### Problem description
If a line below contains "output", add it to your tally, then answer with the tally alone.

- - -

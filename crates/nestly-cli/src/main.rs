//! Nestly realtime CLI entry point.

use clap::Parser;
use tracing_subscriber::EnvFilter;

mod commands;
mod output;

use commands::Cli;

#[tokio::main]
async fn main() {
    tracing_subscriber::fmt()
        .with_env_filter(
            EnvFilter::try_from_default_env().unwrap_or_else(|_| EnvFilter::new("warn")),
        )
        .init();

    let cli = Cli::parse();

    if let Err(e) = cli.execute().await {
        output::print_error(&e.to_string());
        std::process::exit(1);
    }
}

- - -

### Final answer
2